And now? I’m gonna tell y’all a ghost story.
Gather ’round.
Long-time readers will perhaps recall that I have Thing about my suitcase lock. Inevitably, when we were packing, I would at the very last minute realize that I had lost the key to the lock, and I would panic, because packing is right up there among my Least Favorite Things To Do Ever. I would look in All the Places, getting ever more frantic, and finally at A Point, Steve would step in and walk me through the Places One More Time, narrating the whole journey in a perfectly calm and reasonable voice, and assuring me that I was very orderly, that the key was discoverable, and worlds were not about to burn.
And damn if he wasn’t — always — right. The key was right there on my keyring, or in the jewelry box, or in whatever other safe and reasonable place that I had already looked; relief reigned, and worlds did not, in fact, burn.
Fast forward to my trip to Norwich at the beginning of November. Yes, I lost the key to the suitcase lock; I looked everywhere and didn’t find it, sat down and cried. Then I toured the house, talking in as calm and reasonable voice as I could manage, telling myself that I was very orderly, that the key was discoverable, and worlds were not about to burn.
Well.
Worlds did not burn, but I didn’t find the key, either, and I finally just left the damn lock dangling from the zipper pull, threw the suitcase in the car and got on the road.
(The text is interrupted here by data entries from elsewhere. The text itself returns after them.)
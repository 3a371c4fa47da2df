//! Hypothesis testing algorithms.

use super::{AnovaResult, ChiSquareResult, Frequencies, TTestResult};
use crate::stats::error::StatsResult;

/// Parametric hypothesis tests.
///
/// Every result carries a significance flag computed against the configured
/// significance level, and an effect size with its label.
pub trait HypothesisTestingAlgorithms {
    /// Independent two-sample t-test (Welch's t-test).
    ///
    /// Uses Welch's correction for unequal variances; the effect size is
    /// Cohen's d with the pooled standard deviation.
    fn independent_ttest(&self, a: &[f64], b: &[f64]) -> StatsResult<TTestResult>;

    /// Paired t-test on `after - before`.
    fn paired_ttest(&self, before: &[f64], after: &[f64]) -> StatsResult<TTestResult>;

    /// One-way ANOVA (F-test) across two or more groups.
    fn one_way_anova(&self, groups: &[&[f64]]) -> StatsResult<AnovaResult>;

    /// Chi-square goodness-of-fit (flat counts) or independence (table) test.
    ///
    /// Without `expected`, counts are tested against a uniform distribution
    /// and tables against the independence model from their margins.
    fn chi_square_test(
        &self,
        observed: &Frequencies,
        expected: Option<&Frequencies>,
    ) -> StatsResult<ChiSquareResult>;
}
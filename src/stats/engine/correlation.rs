//! Engine implementation of correlation algorithms.

use super::StatsEngine;
use crate::stats::error::StatsResult;
use crate::stats::impl_generic::{correlation_matrix_impl, pearson_impl, spearman_impl};
use crate::stats::traits::{CorrelationAlgorithms, CorrelationResult};

impl CorrelationAlgorithms for StatsEngine {
    fn pearson(&self, x: &[f64], y: &[f64]) -> StatsResult<CorrelationResult> {
        pearson_impl(self.config(), x, y)
    }

    fn spearman(&self, x: &[f64], y: &[f64]) -> StatsResult<CorrelationResult> {
        spearman_impl(self.config(), x, y)
    }

    fn correlation_matrix(&self, columns: &[&[f64]]) -> StatsResult<Vec<Vec<f64>>> {
        correlation_matrix_impl(columns)
    }
}
//! Method dispatch over raw tabular columns.
//!
//! A caller picks an [`AnalysisMethod`] by its selector string, hands over
//! the raw cells of an independent and a dependent column, and gets back an
//! [`Analysis`] record whose [`AnalysisOutcome`] variant is fixed by the
//! method. [`AnalysisHistory`] keeps the most recent runs.
//!
//! ```
//! use serde_json::json;
//! use statr::analysis::{run_analysis, AnalysisMethod, AnalysisOutcome};
//! use statr::stats::StatsEngine;
//!
//! let engine = StatsEngine::default();
//! let method: AnalysisMethod = "scatter".parse().unwrap();
//! let x = [json!(1), json!("2"), json!(3), json!(4)];
//! let y = [json!(2.0), json!(4.1), json!(6.2), json!(7.9)];
//!
//! let analysis = run_analysis(&engine, method, "dose", "response", &x, &y).unwrap();
//! assert!(matches!(analysis.outcome, AnalysisOutcome::Correlation(_)));
//! ```

mod dispatch;
mod history;
mod method;
mod outcome;

pub use dispatch::{Analysis, column, group_by_key, run_analysis, run_analysis_on_rows};
pub use history::{AnalysisHistory, HISTORY_LIMIT, HistoryEntry};
pub use method::AnalysisMethod;
pub use outcome::AnalysisOutcome;
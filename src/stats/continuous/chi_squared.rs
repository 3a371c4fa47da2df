//! Chi-squared distribution.

use super::Gamma;
use crate::stats::distribution::{ContinuousDistribution, Distribution};
use crate::stats::error::{StatsError, StatsResult};

/// Chi-squared distribution.
///
/// The chi-squared distribution with k degrees of freedom is a special case
/// of the gamma distribution: χ²(k) = Gamma(k/2, 1/2).
///
/// f(x) = (1 / (2^(k/2) Γ(k/2))) x^(k/2-1) exp(-x/2)  for x > 0
///
/// # Examples
///
/// ```
/// use statr::stats::{ChiSquared, ContinuousDistribution};
///
/// let chi2 = ChiSquared::new(3.0).unwrap();
/// // Critical value of the 3-df test at α = 0.05
/// assert!((chi2.sf(7.814_727_903) - 0.05).abs() < 1e-8);
/// ```
#[derive(Debug, Clone, Copy)]
pub struct ChiSquared {
    /// Degrees of freedom
    k: f64,
    /// Underlying gamma distribution
    gamma: Gamma,
}

impl ChiSquared {
    /// Create a new chi-squared distribution with k degrees of freedom.
    ///
    /// # Errors
    ///
    /// Returns an error if k is not positive.
    pub fn new(k: f64) -> StatsResult<Self> {
        if !(k > 0.0 && k.is_finite()) {
            return Err(StatsError::invalid_parameter(
                "k",
                k,
                "degrees of freedom must be positive",
            ));
        }
        let gamma = Gamma::new(k / 2.0, 0.5)?;
        Ok(Self { k, gamma })
    }

    /// Get the degrees of freedom.
    pub fn df(&self) -> f64 {
        self.k
    }
}

impl Distribution for ChiSquared {
    fn mean(&self) -> f64 {
        self.k
    }

    fn var(&self) -> f64 {
        2.0 * self.k
    }
}

impl ContinuousDistribution for ChiSquared {
    fn pdf(&self, x: f64) -> f64 {
        self.gamma.pdf(x)
    }

    fn cdf(&self, x: f64) -> f64 {
        self.gamma.cdf(x)
    }

    fn sf(&self, x: f64) -> f64 {
        self.gamma.sf(x)
    }

    fn support(&self) -> (f64, f64) {
        (0.0, f64::INFINITY)
    }
}

#[cfg(test)]
mod tests {
    use super::*;

    #[test]
    fn test_chi_squared_creation() {
        let chi2 = ChiSquared::new(5.0).unwrap();
        assert!((chi2.df() - 5.0).abs() < 1e-10);
        assert!(ChiSquared::new(0.0).is_err());
        assert!(ChiSquared::new(f64::NAN).is_err());
    }

    #[test]
    fn test_chi_squared_moments() {
        let chi2 = ChiSquared::new(4.0).unwrap();
        assert!((chi2.mean() - 4.0).abs() < 1e-12);
        assert!((chi2.var() - 8.0).abs() < 1e-12);
    }

    #[test]
    fn test_chi_squared_cdf_reference() {
        // χ²(2) is Exponential(1/2): CDF = 1 - exp(-x/2)
        let chi2 = ChiSquared::new(2.0).unwrap();
        assert!((chi2.cdf(3.0) - (1.0 - (-1.5f64).exp())).abs() < 1e-13);

        // 95th percentile of χ²(1) is 3.841458820694124
        let chi1 = ChiSquared::new(1.0).unwrap();
        assert!((chi1.cdf(3.841_458_820_694_124) - 0.95).abs() < 1e-10);
        assert!((chi1.ppf(0.95).unwrap() - 3.841_458_820_694_124).abs() < 1e-8);

        assert_eq!(chi1.cdf(0.0), 0.0);
        assert_eq!(chi1.sf(f64::INFINITY), 0.0);
    }
}
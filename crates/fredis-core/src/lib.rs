//! Keyspace database for the FrankenRedis storage core.
//!
//! A [`Database`] is two dictionaries over the same key bytes: the
//! keyspace proper (key → [`Object`]) and the expires table (key →
//! absolute unix-millisecond deadline). The request thread owns both
//! exclusively; the only other party that ever touches their contents
//! is the lazy-free worker, which receives already-detached entries
//! and whole retired tables to drop.

mod db;

pub use db::{Database, Keyspace, Expires, LAZYFREE_THRESHOLD};
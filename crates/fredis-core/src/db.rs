//! The database proper: keyspace + expires, and the deferred-free
//! decisions.

use fredis_dict::{BytesKeys, Dict, DictEntry};
use fredis_error::{FredisError, Result};
use fredis_jobs::{BackgroundWorkers, Job};
use fredis_types::Object;
use tracing::debug;

/// The main key → object dictionary.
pub type Keyspace = Dict<Vec<u8>, Object, BytesKeys>;

/// Key → absolute expiry, unix milliseconds.
pub type Expires = Dict<Vec<u8>, i64, BytesKeys>;

/// Destructor effort above which a value is freed on the lazy-free
/// worker instead of the request thread. Effort is measured in
/// container elements (see [`Object::free_effort`]); below the
/// threshold the synchronous drop is cheaper than queueing.
pub const LAZYFREE_THRESHOLD: usize = 64;

/// One numbered database of the server.
pub struct Database {
    dict: Keyspace,
    expires: Expires,
}

impl Default for Database {
    fn default() -> Self {
        Self::new()
    }
}

impl Database {
    #[must_use]
    pub fn new() -> Self {
        Self {
            dict: Keyspace::new(BytesKeys),
            expires: Expires::new(BytesKeys),
        }
    }

    /// Number of live keys.
    #[must_use]
    pub fn len(&self) -> usize {
        self.dict.len()
    }

    #[must_use]
    pub fn is_empty(&self) -> bool {
        self.dict.is_empty()
    }

    /// Number of keys carrying an expiry.
    #[must_use]
    pub fn expires_len(&self) -> usize {
        self.expires.len()
    }

    /// The keyspace dictionary, for traversal.
    #[must_use]
    pub fn keyspace(&self) -> &Keyspace {
        &self.dict
    }

    /// The expires dictionary, for traversal.
    #[must_use]
    pub fn expires(&self) -> &Expires {
        &self.expires
    }

    // === Point operations ===

    /// Add a key that must not exist yet.
    pub fn add(&mut self, key: Vec<u8>, object: Object) -> Result<()> {
        self.dict.add(key, object)
    }

    /// Install the object under the key, overwriting any previous
    /// value. Returns `true` when the key is new.
    pub fn set(&mut self, key: Vec<u8>, object: Object) -> bool {
        self.dict.replace(key, object)
    }

    /// Look a key up, letting the lookup pay one rehash step.
    pub fn get(&mut self, key: &[u8]) -> Option<&Object> {
        self.dict.fetch(key)
    }

    pub fn get_mut(&mut self, key: &[u8]) -> Option<&mut Object> {
        self.dict.find_mut(key).map(DictEntry::value_mut)
    }

    /// Read-only lookup for shared-borrow paths (snapshot writer).
    #[must_use]
    pub fn peek(&self, key: &[u8]) -> Option<&Object> {
        self.dict.peek(key).map(DictEntry::value)
    }

    // === Expiry ===

    /// Attach an absolute expiry to an existing key.
    pub fn set_expire(&mut self, key: &[u8], at_unix_ms: i64) -> Result<()> {
        if self.dict.peek(key).is_none() {
            return Err(FredisError::KeyNotFound);
        }
        self.expires.replace(key.to_vec(), at_unix_ms);
        Ok(())
    }

    /// The key's absolute expiry, if any.
    #[must_use]
    pub fn expire_at(&self, key: &[u8]) -> Option<i64> {
        self.expires.peek(key).map(|entry| *entry.value())
    }

    /// Detach the key's expiry. Returns whether one was present.
    pub fn clear_expire(&mut self, key: &[u8]) -> bool {
        self.expires.remove(key).is_ok()
    }

    // === Removal ===

    /// Remove a key synchronously, running destructors on the calling
    /// thread.
    pub fn remove(&mut self, key: &[u8]) -> Result<()> {
        if self.expires.len() > 0 {
            let _ = self.expires.remove(key);
        }
        self.dict.remove(key)
    }

    /// Remove a key, deferring an expensive destructor to the
    /// lazy-free worker. Cheap values are dropped inline: queueing
    /// costs more than their destructor.
    pub fn remove_async(&mut self, key: &[u8], workers: &BackgroundWorkers) -> Result<()> {
        if self.expires.len() > 0 {
            let _ = self.expires.remove(key);
        }
        let entry = self.dict.unlink(key)?;
        if entry.value().free_effort() > LAZYFREE_THRESHOLD {
            debug!(effort = entry.value().free_effort(), "deferring value free");
            workers.submit(Job::LazyFree(entry));
        }
        Ok(())
    }

    /// Drop every key synchronously.
    pub fn clear(&mut self) {
        self.dict.clear();
        self.expires.clear();
    }

    /// Retire both tables to the lazy-free worker and start empty.
    /// The worker drops the pair as one job, keeping multi-million
    /// entry flushes off the request thread.
    pub fn clear_async(&mut self, workers: &BackgroundWorkers) {
        let dict = std::mem::replace(&mut self.dict, Keyspace::new(BytesKeys));
        let expires = std::mem::replace(&mut self.expires, Expires::new(BytesKeys));
        if dict.is_empty() && expires.is_empty() {
            return;
        }
        debug!(keys = dict.len(), "deferring database free");
        workers.submit(Job::LazyFree(Box::new((dict, expires))));
    }

    // === Sizing ===

    /// Pre-size both tables from a snapshot's resize hints so loading
    /// does not rehash its way up from the initial size.
    pub fn expand_hints(&mut self, db_size: usize, expires_size: usize) {
        // Rejections (tiny hints, rehash in progress) only cost us the
        // pre-sizing, never correctness.
        let _ = self.dict.expand(db_size);
        let _ = self.expires.expand(expires_size);
    }

    /// Give both dictionaries a slice of wall clock to advance any
    /// in-flight migration. Returns the number of chunked steps.
    pub fn rehash_for_ms(&mut self, ms: u64) -> usize {
        let mut steps = 0;
        if self.dict.is_rehashing() {
            steps += self.dict.rehash_for_ms(ms);
        }
        if self.expires.is_rehashing() {
            steps += self.expires.rehash_for_ms(ms);
        }
        steps
    }

    /// Shrink sparse tables back toward their load target.
    pub fn resize_to_fit(&mut self) {
        let _ = self.dict.resize_to_fit();
        let _ = self.expires.resize_to_fit();
    }
}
One more fast forward, to this morning.
I have been the sole driver of our car since last November. Remember this plot point.
I drove to gym; I drove to Marden’s. I opened the driver’s side door after I had successfully hunted rugs and blanket, and there, on the seat — was the key to my suitcase lock.
It hadn’t been there when I got into the car to go to gym. It hadn’t been there when I got out of the car at Marden’s.
Yes, I tested it — it’s the right key.
So, yanno, not much as ghost stories go. But there it is — for your consideration.
Having been led to things by the smell of my mother’s perfume, or my father’s insistent “You need to go look for This” I do not doubt you a moment.
I have no idea what is next. But I believe it can, in a pinch, be more porous than we dream. We love across the universe and beyond.